The photographer initially requested that the hut owner refrain from using photographs he had made, particularly if the plaintiff was not named as the author, and also that the judgment be published, and that he pay material damages and non-material damages (€700.00 on the one hand and €2,000.00 on the other). He also requested that the hut owner be found guilty of refraining from using his photographs or adaptations of them in public, particularly if these photographs were provided with National Socialist symbols.
The legal situation was more or less clear with regard to the photographer's designation as the author - here the courts granted the relevant injunction.
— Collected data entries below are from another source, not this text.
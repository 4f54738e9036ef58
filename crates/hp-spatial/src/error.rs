//! Spatial-subsystem error type.

use thiserror::Error;

use hp_core::{BuildingId, CellPos, Role};

/// Errors produced by `hp-spatial`.
#[derive(Debug, Error)]
pub enum SpatialError {
    #[error("building {0} not found in spatial index")]
    UnknownBuilding(BuildingId),

    #[error("building {building} at {cell} lies outside the {rows}x{cols} grid")]
    CellOutOfBounds {
        building: BuildingId,
        cell:     CellPos,
        rows:     u32,
        cols:     u32,
    },

    #[error("building {building} has no {role} capacity left for this reservation")]
    CapacityExceeded { building: BuildingId, role: Role },

    #[error("spatial index needs at least one row and one column")]
    EmptyGrid,
}

pub type SpatialResult<T> = Result<T, SpatialError>;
According to Section 20 of the Copyright Act, the author generally determines whether and with which designation the work is to be given.
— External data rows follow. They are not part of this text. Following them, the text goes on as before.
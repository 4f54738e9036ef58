//! `hp-schedule` — weekly schedules, playback, and CSV loading.
//!
//! # Crate layout
//!
//! | Module        | Contents                                                  |
//! |---------------|-----------------------------------------------------------|
//! | [`schedule`]  | `TimeSlot`, `ScheduleKind`, `Schedule`                    |
//! | [`cursor`]    | `ScheduleCursor` (unit-by-unit playback)                  |
//! | [`loader`]    | `load_schedules_csv`, `load_schedules_reader`             |
//! | [`error`]     | `ScheduleError`, `ScheduleResult<T>`                      |
//!
//! # Week model (summary)
//!
//! ```text
//! slot i covers [end_time(i-1), end_time(i))     end_time(-1) = 0
//! last slot ends at WEEK_LENGTH = 1008
//! ```
//!
//! Schedules are built once by the generator and read-only afterwards;
//! `location_at(t)` answers "where is this person at unit t".

pub mod cursor;
pub mod error;
pub mod loader;
pub mod schedule;


pub use cursor::ScheduleCursor;
pub use error::{ScheduleError, ScheduleResult};
pub use loader::{LoadedSchedule, load_schedules_csv, load_schedules_reader};
pub use schedule::{Schedule, ScheduleKind, TimeSlot};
What was controversial (and answered differently by the Supreme Court than by the lower courts) was the question of whether or not the publication of the edited photograph or its use in a collage was legal, given that the hut owner used the photographer's photograph for political purposes (and in the eyes of the photographer, probably "misused" it).
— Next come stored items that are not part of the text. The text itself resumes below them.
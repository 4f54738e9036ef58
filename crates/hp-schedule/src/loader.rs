//! CSV schedule loader.
//!
//! # CSV format
//!
//! One row per time slot, rows of a person in slot order.  The writer in
//! `hp-output` produces exactly this layout.
//!
//! ```csv
//! person_id,family_id,kind,slot,building_id,role,end_time
//! 0,0,4,0,3,H,52
//! 0,0,4,1,17,C,53
//! 0,0,4,2,9,V,70
//! 0,0,4,3,3,H,1008
//! ```
//!
//! `kind` is the numeric `ScheduleKind` code, `role` the one-letter `Role`
//! code.  Every loaded schedule is validated: a file that does not cover
//! the full week for some person is rejected.

use std::collections::BTreeMap;
use std::io::Read;
use std::path::Path;

use serde::Deserialize;

use hp_core::{BuildingId, FamilyId, PersonId, Role};

use crate::{Schedule, ScheduleError, ScheduleKind, TimeSlot};

// ── CSV record ────────────────────────────────────────────────────────────────

#[derive(Deserialize)]
struct SlotRecord {
    person_id:   u32,
    family_id:   u32,
    kind:        u8,
    slot:        u32,
    building_id: u32,
    role:        char,
    end_time:    u32,
}

/// A schedule read back from disk with its owner.
#[derive(Clone, Debug, PartialEq, Eq)]
pub struct LoadedSchedule {
    pub person:   PersonId,
    pub family:   FamilyId,
    pub schedule: Schedule,
}

// ── Public API ────────────────────────────────────────────────────────────────

/// Load every schedule in a `schedules.csv` file, ordered by person id.
pub fn load_schedules_csv(path: &Path) -> Result<Vec<LoadedSchedule>, ScheduleError> {
    let file = std::fs::File::open(path).map_err(ScheduleError::Io)?;
    load_schedules_reader(file)
}

/// Like [`load_schedules_csv`] but accepts any `Read` source.
pub fn load_schedules_reader<R: Read>(reader: R) -> Result<Vec<LoadedSchedule>, ScheduleError> {
    // ── Parse CSV rows ────────────────────────────────────────────────────
    let mut csv_reader = csv::Reader::from_reader(reader);
    let mut by_person: BTreeMap<u32, Vec<SlotRecord>> = BTreeMap::new();

    for result in csv_reader.deserialize::<SlotRecord>() {
        let row = result.map_err(|e| ScheduleError::Parse(e.to_string()))?;
        by_person.entry(row.person_id).or_default().push(row);
    }

    // ── Build one Schedule per person ─────────────────────────────────────
    by_person
        .into_iter()
        .map(|(person_id, mut rows)| {
            rows.sort_by_key(|r| r.slot);
            let first = &rows[0];
            let family = FamilyId(first.family_id);
            let kind = ScheduleKind::from_code(first.kind).ok_or_else(|| {
                ScheduleError::Parse(format!("person {person_id}: unknown schedule kind {}", first.kind))
            })?;

            let slots = rows
                .iter()
                .map(|r| {
                    let role = Role::from_code(r.role).ok_or_else(|| {
                        ScheduleError::Parse(format!("person {person_id}: unknown role code {:?}", r.role))
                    })?;
                    Ok(TimeSlot::new(BuildingId(r.building_id), r.end_time, role))
                })
                .collect::<Result<Vec<_>, ScheduleError>>()?;

            Ok(LoadedSchedule {
                person:   PersonId(person_id),
                family,
                schedule: Schedule::from_slots(kind, slots)?,
            })
        })
        .collect()
}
Here, the Supreme Court reinstated the judgment of the first court, according to which the hut owner was not responsible for a copyright infringement by using the photograph: The defendant had used the physical copy of the medium “Profil” that he had purchased, in relation to which the author’s right of distribution was exhausted under Section 16 Paragraph 1 of the Copyright Act, at the latest with the publication of the magazine in question (Section 8 of the Copyright Act). It is true that Section 21 Paragraph 1 Sentence 1 of the Copyright Act states without exception that any change made by a third party who is not authorized to exploit the work, no matter how minor, must be avoided. Of course, copyright-related injunction claims can be overturned by justification, in particular the fundamental right to freedom of art and freedom of expression. Whether the right to freedom of expression outweighs the author’s copyright claim must be decided by a comprehensive balancing of interests. The criteria for balancing interests would be, above all, the type and intensity of the intervention, the degree of creative individuality of the work and the purposes of exploitation.
In the present case, the Supreme Court decided that the disputed use of the photograph was justified under the aspect of freedom of expression; neither the crossing out of the work nor the graphic additions placed in its surroundings (the swastikas) impaired the intellectual interests of the author in the photograph to such an extent that the defendant's right to freedom of expression had to take a back seat.
It is interesting in this context that the Supreme Court expressly did not use the established violation of the right to be named as the author (Section 20 of the Copyright Act) as a basis for awarding non-material damages. It was of the opinion that the fact that the plaintiff had not been named as the photographer was in no way so serious that the requirements of Section 87 Paragraph 2 of the Copyright Act (an impairment of the injured party that exceeds the natural annoyance associated with any infringement of copyright law) were met. According to this decision, a mere violation of the right to be named as the author does not generally justify a separate award of (non-material) damages.
In conclusion, the Supreme Court in this decision therefore deals with the question of the extent to which the circumstances surrounding the use of a work can affect the intellectual interests of the author. It answers this in the affirmative, but in the present case comes to the conclusion that the specific use was justified by the freedom of expression of the defendant mountain hut owner.